INPUT DATA
//! API endpoint configuration

use std::time::Duration;

use serde::{Deserialize, Serialize};

/// The `[api]` section of the editor config.
#[derive(Debug, Clone, PartialEq, Eq, Serialize, Deserialize)]
pub struct ApiConfig {
    /// Base URL of the challenge API (e.g., "https://api.example.com/v5")
    #[serde(default = "default_base_url")]
    pub base_url: String,

    /// Bearer token sent with every request
    #[serde(default)]
    pub token: Option<String>,

    /// Per-request timeout in seconds. Unset leaves the transport default.
    #[serde(default)]
    pub timeout_secs: Option<u64>,
}

impl Default for ApiConfig {
    fn default() -> Self {
        Self {
            base_url: default_base_url(),
            token: None,
            timeout_secs: None,
        }
    }
}

impl ApiConfig {
    pub fn timeout(&self) -> Option<Duration> {
        self.timeout_secs.map(Duration::from_secs)
    }
}

fn default_base_url() -> String {
    "http://localhost:3000/v5".to_string()
}
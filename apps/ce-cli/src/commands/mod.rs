pub mod launch;
pub mod payload;
pub mod validate;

EXERCISE BRIEF
How many of the lines above contain the word "Duration"? Give the number alone.

WRITTEN SOLUTION
3